"""

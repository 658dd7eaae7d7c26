use std::net::SocketAddr;
use std::sync::Arc;
use std::time::Duration;

use tokio_util::sync::CancellationToken;
use tracing_subscriber::{layer::SubscriberExt, util::SubscriberInitExt};

use promo_api::background;
use promo_api::config::ServerConfig;
use promo_api::router::build_app_router;
use promo_api::state::{build_generator, AppState};

#[tokio::main]
async fn main() {
    dotenvy::dotenv().ok();

    // --- Tracing ---
    tracing_subscriber::registry()
        .with(
            tracing_subscriber::EnvFilter::try_from_default_env().unwrap_or_else(|_| {
                "promo_api=debug,promo_pipeline=debug,tower_http=debug".into()
            }),
        )
        .with(tracing_subscriber::fmt::layer())
        .init();

    // --- Configuration ---
    let config = ServerConfig::from_env();
    tracing::info!(host = %config.host, port = %config.port, "Loaded server configuration");

    // --- Generator ---
    let generator = build_generator(&config).expect("Failed to build speech synthesis client");
    tracing::info!(
        synthesizer = generator.synthesizer_name(),
        ffmpeg = %config.media.ffmpeg_path.display(),
        "Promo generator ready"
    );

    // --- App state ---
    let state = AppState::new(config.clone(), generator);

    // Spawn idle session eviction.
    let eviction_cancel = CancellationToken::new();
    let eviction_handle = tokio::spawn(background::session_eviction::run(
        Arc::clone(&state.sessions),
        Duration::from_secs(config.session.sweep_interval_secs),
        eviction_cancel.clone(),
    ));

    // --- Router ---
    let app = build_app_router(state.clone(), &config);

    // --- Start server ---
    let addr = SocketAddr::new(
        config.host.parse().expect("Invalid HOST address"),
        config.port,
    );
    tracing::info!(%addr, "Starting server");

    let listener = tokio::net::TcpListener::bind(addr)
        .await
        .expect("Failed to bind to address");

    axum::serve(listener, app)
        .with_graceful_shutdown(shutdown_signal())
        .await
        .expect("Server error");

    // --- Post-shutdown cleanup ---
    tracing::info!("Server stopped accepting connections, cleaning up");

    eviction_cancel.cancel();
    let _ = tokio::time::timeout(Duration::from_secs(5), eviction_handle).await;
    tracing::info!("Session eviction stopped");

    let session_count = state.sessions.len().await;
    tracing::info!(session_count, "Dropping remaining sessions");

    tracing::info!("Graceful shutdown complete");
}

/// Wait for a termination signal to initiate graceful shutdown.
///
/// Handles both SIGINT (Ctrl-C) and SIGTERM (on Unix) so the server
/// shuts down cleanly whether stopped interactively or by a process
/// manager (e.g. systemd, Docker, Kubernetes).
async fn shutdown_signal() {
    let ctrl_c = async {
        tokio::signal::ctrl_c()
            .await
            .expect("Failed to install Ctrl-C handler");
    };

    #[cfg(unix)]
    let terminate = async {
        tokio::signal::unix::signal(tokio::signal::unix::SignalKind::terminate())
            .expect("Failed to install SIGTERM handler")
            .recv()
            .await;
    };

    #[cfg(not(unix))]
    let terminate = std::future::pending::<()>();

    tokio::select! {
        () = ctrl_c => {
            tracing::info!("Received SIGINT (Ctrl-C), starting graceful shutdown");
        }
        () = terminate => {
            tracing::info!("Received SIGTERM, starting graceful shutdown");
        }
    }
}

"""

__Your assignment__
Repeat exactly the lines above, starting with the line that contains "#[cfg(not(unix))]" and ending with the last line, both included, and nothing else.

__Solution to the exercise__
    #[cfg(not(unix))]
    let terminate = std::future::pending::<()>();

    tokio::select! {
        () = ctrl_c => {
            tracing::info!("Received SIGINT (Ctrl-C), starting graceful shutdown");
        }
        () = terminate => {
            tracing::info!("Received SIGTERM, starting graceful shutdown");
        }
    }
}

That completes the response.